Потом мы и отопление провели, и начали храм уже расписывать. Я помню, заказали в Острогорске у настоящего художника иконы Спасителя, Божией Матери и царские врата, больше денег не хватало. И когда написали, поставили, я ездил, наверное, полгода, с такой радостью! Чтобы мне быстрее эти иконы увидеть. Меня это уже вдохновляло, я ехал туда, у меня было хорошее настроение, что там есть эти иконы.

Вот, это одна сторона. Другая сторона – храм считался памятником архитектуры, и была табличка. Это ещё в советское время было. И в храме протекала крыша. Но у нас особо денег не было, а каждый храм в обязательном порядке платил в Фонд мира. Потом мы узнали, что это за «Фонд мира». Фонд мира якобы, а на самом деле частично государство с этого оплачивало, вот этот аппарат уполномоченных, который боролся с Церковью, а Церковь ему ещё платила за это зарплату. Вот такая была казуистика. И приезжает инспекция, говорит: «Вот у вас за месяц не заплачено в Фонд мира». А я говорю: «Тут у меня стоит вопрос: или я заплачу в Фонд мира, или мы будем с протекающей крышей жить». Они говорят: «Нас это не интересует, платите в Фонд мира». А я был тогда молодой, активный, я говорю: «Как вас не интересует? А вот табличка там, что написано? Охраняется государством.
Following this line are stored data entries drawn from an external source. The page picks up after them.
//! Sumito -- an Abalone engine driven by a line-based command protocol.
//!
//! This binary reads commands from stdin and writes responses to stdout.
//! Positions come from `layout <name>` or `load <path>` (the two-line text
//! format); `moves`, `boards`, `apply`, and `go` operate on the current
//! position.

use std::fs;
use std::io::{self, BufRead};

use sumito::engine::Engine;
use sumito::protocol::parser::{parse_command, Command};

/// Runs the main command loop, reading from stdin and writing to stdout.
fn main() {
    let stdin = io::stdin();
    let stdout = io::stdout();
    let mut out = io::BufWriter::new(stdout.lock());
    let mut engine = Engine::new();

    for line in stdin.lock().lines() {
        let line = match line {
            Ok(l) => l,
            Err(_) => break,
        };

        let cmd = match parse_command(&line) {
            Some(c) => c,
            None => continue,
        };

        match cmd {
            Command::NewGame => {
                engine.new_game();
            }
            Command::Layout { name } => {
                if let Err(e) = engine.set_layout(&name) {
                    eprintln!("{}", e);
                }
            }
            Command::Load { path } => match fs::read_to_string(&path) {
                Ok(text) => {
                    if let Err(e) = engine.set_position(&text) {
                        eprintln!("{}", e);
                    }
                }
                Err(e) => eprintln!("failed to read {}: {}", path, e),
            },
            Command::Config { path } => match fs::read_to_string(&path) {
                Ok(text) => {
                    if let Err(e) = engine.set_config(&text) {
                        eprintln!("{}", e);
                    }
                }
                Err(e) => eprintln!("failed to read {}: {}", path, e),
            },
            Command::Show => {
                engine.handle_show(&mut out);
            }
            Command::Moves => {
                engine.handle_moves(&mut out);
            }
            Command::Boards => {
                engine.handle_boards(&mut out);
            }
            Command::Apply { action } => {
                if let Err(e) = engine.apply(&action) {
                    eprintln!("{}", e);
                }
            }
            Command::Go { first } => {
                engine.handle_go(&mut out, first);
            }
            Command::Quit => {
                break;
            }
        }
    }
}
Я должен предпринять всё, чтобы не разрушался памятник архитектуры». И, короче, они там что-то на владыку Хризостома написали. Владыка меня вызвал, тоже меня прочистил, что я не должен создавать конфликт по этому поводу. Это вот такой небольшой эпизодик, но он даёт представление. В районах был тоже специальный человек, это был, как правило, заместитель председателя райисполкома. Он отвечал за религиозную деятельность и, соответственно, проводил политику областного уполномоченного. Поэтому под контролем постоянно мы были. Даже приходили где-то дня через три после Пасхи, мы должны были давать отчёт такой, анкету. Сколько освятили куличей, сколько было взрослых, сколько было детей в храме, сколько было молодёжи примерно. То же самое, это не было регламентировано, но они для себя такую статистику собирали для изучения религиозности населения.
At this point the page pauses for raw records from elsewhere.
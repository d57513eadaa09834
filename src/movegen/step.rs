//! Step moves into empty cells: single marbles, inline lines, and
//! broadside (side-step) groups.

use crate::board::{Action, Board, Coordinate, Direction, Piece, State};

/// Emits every non-push move for the side to move.
///
/// Each move class is derived from a legal single-marble step, so every
/// mover's destination is known to be empty before a group is extended.
pub(crate) fn step_moves(state: &State, out: &mut Vec<Action>) {
    let own = state.to_move.piece();
    let board = &state.board;

    for mover in board.marbles(state.to_move) {
        for (dest, direction) in mover.neighbors() {
            if board.piece(dest) != Piece::Empty {
                continue;
            }
            out.push(Action::single(mover, direction));
            inline_extensions(board, own, mover, direction, out);
            broadside_extensions(board, own, mover, direction, out);
        }
    }
}

/// Extends a single step to 2- and 3-marble inline moves by walking
/// backwards from the mover. Only the front marble of a line has an empty
/// destination, so each inline group is emitted exactly once.
fn inline_extensions(
    board: &Board,
    own: Piece,
    front: Coordinate,
    direction: Direction,
    out: &mut Vec<Action>,
) {
    let back = direction.opposite();
    let second = front.shift(back);
    if board.piece(second) != own {
        return;
    }
    out.push(Action::pair(front, second, direction));
    let third = second.shift(back);
    if board.piece(third) == own {
        out.push(Action::triple(front, second, third, direction));
    }
}

/// Extends a single step to 2- and 3-marble broadside moves: partners sit
/// along one of the four axes not parallel to the travel direction, and
/// every partner needs an empty destination of its own.
///
/// A group of two is reachable from either endpoint, so it is emitted only
/// when walking from the canonically greater end downward; likewise for
/// groups of three.
fn broadside_extensions(
    board: &Board,
    own: Piece,
    mover: Coordinate,
    direction: Direction,
    out: &mut Vec<Action>,
) {
    for axis in Direction::ALL {
        if axis == direction || axis == direction.opposite() {
            continue;
        }
        let second = mover.shift(axis);
        if board.piece(second) != own || mover <= second {
            continue;
        }
        if board.piece(second.shift(direction)) != Piece::Empty {
            continue;
        }
        out.push(Action::pair(mover, second, direction));
        let third = second.shift(axis);
        if board.piece(third) == own && board.piece(third.shift(direction)) == Piece::Empty {
            out.push(Action::triple(mover, second, third, direction));
        }
    }
}

#[cfg(test)]
mod tests {
    use super::*;
    use crate::board::{Coordinate, Letter, Number, PlayerState, Side, State};

    fn cell(letter: Letter, number: Number) -> Coordinate {
        Coordinate::new(letter, number).unwrap()
    }

    fn state_with(marbles: &[(Coordinate, Piece)]) -> State {
        let mut board = Board::empty();
        for &(c, p) in marbles {
            board.set(c, p);
        }
        State::new(board, [PlayerState::new(0, 0); 2], 40, Side::Black)
    }

    fn steps(state: &State) -> Vec<Action> {
        let mut out = Vec::new();
        step_moves(state, &mut out);
        out
    }

    #[test]
    fn lone_marble_has_six_single_steps() {
        let state = state_with(&[(Coordinate::CENTRE, Piece::Black)]);
        let actions = steps(&state);
        assert_eq!(actions.len(), 6);
        assert!(actions.iter().all(|a| a.movers().len() == 1));
    }

    #[test]
    fn corner_marble_is_limited_by_the_rim() {
        let state = state_with(&[(cell(Letter::A, Number::One), Piece::Black)]);
        assert_eq!(steps(&state).len(), 3);
    }

    #[test]
    fn opponent_marbles_do_not_move() {
        let state = state_with(&[(Coordinate::CENTRE, Piece::White)]);
        assert!(steps(&state).is_empty());
    }

    #[test]
    fn pair_moves_inline_and_broadside() {
        // Two black marbles side by side on the X axis in open space.
        let e5 = Coordinate::CENTRE;
        let e6 = cell(Letter::E, Number::Six);
        let state = state_with(&[(e5, Piece::Black), (e6, Piece::Black)]);
        let actions = steps(&state);

        // Inline along the shared axis, one action per end.
        assert!(actions.contains(&Action::pair(e5, e6, Direction::PosX)));
        assert!(actions.contains(&Action::pair(e5, e6, Direction::NegX)));
        // Broadside in the four remaining directions.
        for direction in [Direction::PosY, Direction::NegY, Direction::PosZ, Direction::NegZ] {
            assert!(
                actions.contains(&Action::pair(e5, e6, direction)),
                "missing broadside {}",
                direction
            );
        }
        // 10 singles + 6 pair moves, nothing else.
        assert_eq!(actions.len(), 16);
    }

    #[test]
    fn no_duplicate_actions_from_either_endpoint() {
        let e5 = Coordinate::CENTRE;
        let e6 = cell(Letter::E, Number::Six);
        let e7 = cell(Letter::E, Number::Seven);
        let state = state_with(&[
            (e5, Piece::Black),
            (e6, Piece::Black),
            (e7, Piece::Black),
        ]);
        let actions = steps(&state);
        let mut deduped = actions.clone();
        deduped.sort_unstable();
        deduped.dedup();
        assert_eq!(actions.len(), deduped.len());

        // The full line slides both ways and sideways.
        assert!(actions.contains(&Action::triple(e5, e6, e7, Direction::NegX)));
        assert!(actions.contains(&Action::triple(e5, e6, e7, Direction::PosX)));
        assert!(actions.contains(&Action::triple(e5, e6, e7, Direction::PosY)));
        // Sub-groups of two are legal as well.
        assert!(actions.contains(&Action::pair(e5, e6, Direction::NegZ)));
        assert!(actions.contains(&Action::pair(e6, e7, Direction::PosZ)));
    }

    #[test]
    fn blocked_broadside_partner_stays_home() {
        // E5-E6 black; the cell below E6 is occupied, so only E5 may step
        // down and no broadside pair in that direction exists.
        let e5 = Coordinate::CENTRE;
        let e6 = cell(Letter::E, Number::Six);
        let d5 = cell(Letter::D, Number::Five);
        let state = state_with(&[
            (e5, Piece::Black),
            (e6, Piece::Black),
            (d5, Piece::White),
        ]);
        let actions = steps(&state);
        assert!(!actions.contains(&Action::pair(e5, e6, Direction::NegY)));
        // The unary step from E6 down to D6 is still available.
        assert!(actions.contains(&Action::single(e6, Direction::NegY)));
    }

    #[test]
    fn inline_extension_stops_at_three() {
        let line: Vec<Coordinate> = (4..=8)
            .map(|n| cell(Letter::E, Number::ALL[n - 1]))
            .collect();
        let marbles: Vec<_> = line.iter().map(|&c| (c, Piece::Black)).collect();
        let state = state_with(&marbles);
        let actions = steps(&state);
        assert!(actions
            .iter()
            .all(|a| a.movers().len() <= 3));
        // The front three may advance, the rear three may retreat.
        assert!(actions.contains(&Action::triple(line[4], line[3], line[2], Direction::PosX)));
        assert!(actions.contains(&Action::triple(line[0], line[1], line[2], Direction::NegX)));
    }
}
Ну а дальше уже там 1985 год, особенно 1988 – это уже пошёл коренной перелом, это уже было совсем другое. Хотя даже в 1988 году у нас первый объект, который мы построили в Белгороде, была колокольня возле Иоасафовского собора. И специальная комиссия приходила, чтобы мы её снесли. Мы тоже там выкрутились. Но это уже была другая атмосфера. Это уже оттепель. В 1980-е годы уже было очень многое по инерции, но это было более противно.
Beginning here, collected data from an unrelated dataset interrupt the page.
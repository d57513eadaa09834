//! Shared state for the search worker pool.
//!
//! Workers race over the same root position, so coordination is advisory:
//! a claimed-position set spreads workers across subtrees without ever
//! blocking one, and the best completed result is kept under depth
//! dominance. Duplicated work wastes time but cannot corrupt a minimax
//! value, which is why none of this needs to be airtight.

use std::collections::HashSet;
use std::sync::Mutex;

use super::searcher::SearchResult;

/// Shard count; must stay a power of two for mask indexing.
const SHARD_COUNT: usize = 16;

/// Positions some worker is currently expanding.
///
/// A worker that fails to claim a child defers it to the end of its move
/// list instead of waiting; claims are dropped as soon as the subtree
/// finishes.
pub(crate) struct ClaimedSet {
    shards: Vec<Mutex<HashSet<u64>>>,
}

impl ClaimedSet {
    pub(crate) fn new() -> ClaimedSet {
        ClaimedSet {
            shards: (0..SHARD_COUNT).map(|_| Mutex::new(HashSet::new())).collect(),
        }
    }

    fn shard(&self, key: u64) -> &Mutex<HashSet<u64>> {
        &self.shards[key as usize & (SHARD_COUNT - 1)]
    }

    /// True if the position was free and is now claimed by the caller.
    pub(crate) fn try_claim(&self, key: u64) -> bool {
        self.shard(key).lock().unwrap().insert(key)
    }

    pub(crate) fn release(&self, key: u64) {
        self.shard(key).lock().unwrap().remove(&key);
    }
}

/// The best completed-depth result across all workers.
///
/// A deeper completed depth replaces a shallower one; ties keep the first
/// arrival, so the ordering between equally deep workers is whoever
/// finished first.
pub(crate) struct SharedBest {
    slot: Mutex<Option<SearchResult>>,
}

impl SharedBest {
    pub(crate) fn new() -> SharedBest {
        SharedBest { slot: Mutex::new(None) }
    }

    /// Returns true when the result became the new best.
    pub(crate) fn offer(&self, result: SearchResult) -> bool {
        let mut slot = self.slot.lock().unwrap();
        match &*slot {
            Some(current) if current.depth >= result.depth => false,
            _ => {
                *slot = Some(result);
                true
            }
        }
    }

    pub(crate) fn take(&self) -> Option<SearchResult> {
        self.slot.lock().unwrap().take()
    }
}

/// Builds the fixed worker pool used for one searcher.
pub(crate) fn build_pool(workers: usize) -> rayon::ThreadPool {
    rayon::ThreadPoolBuilder::new()
        .num_threads(workers.max(1))
        .build()
        .expect("failed to build rayon thread pool")
}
Вот я сейчас обладаю документами архивными, так как занимался историей. В областном исполкоме в 1960-е годы за молодыми батюшками, пришедшими из Московской семинарии, из академии особым распоряжением первого секретаря обкома партии персонально закреплялись ответственные сотрудники по отрыву их от религии. Персонально за каждым! Есть такой документ, у меня копия такого документа есть. То есть проходило такое собрание, протокол есть, и указано, кто за кем закреплён. Ну вот тогда же и сосуды отсюда забрали. Сорочкин был уполномоченный. Вот эти, которые мы вернули, изготовленные ко дню памяти святителя Иоасафа, к канонизации в 1911 году. Он просто их изъял в 1962 году, когда собор закрывали, и сдал в музей как личную вещь. Ну и много чего тогда было.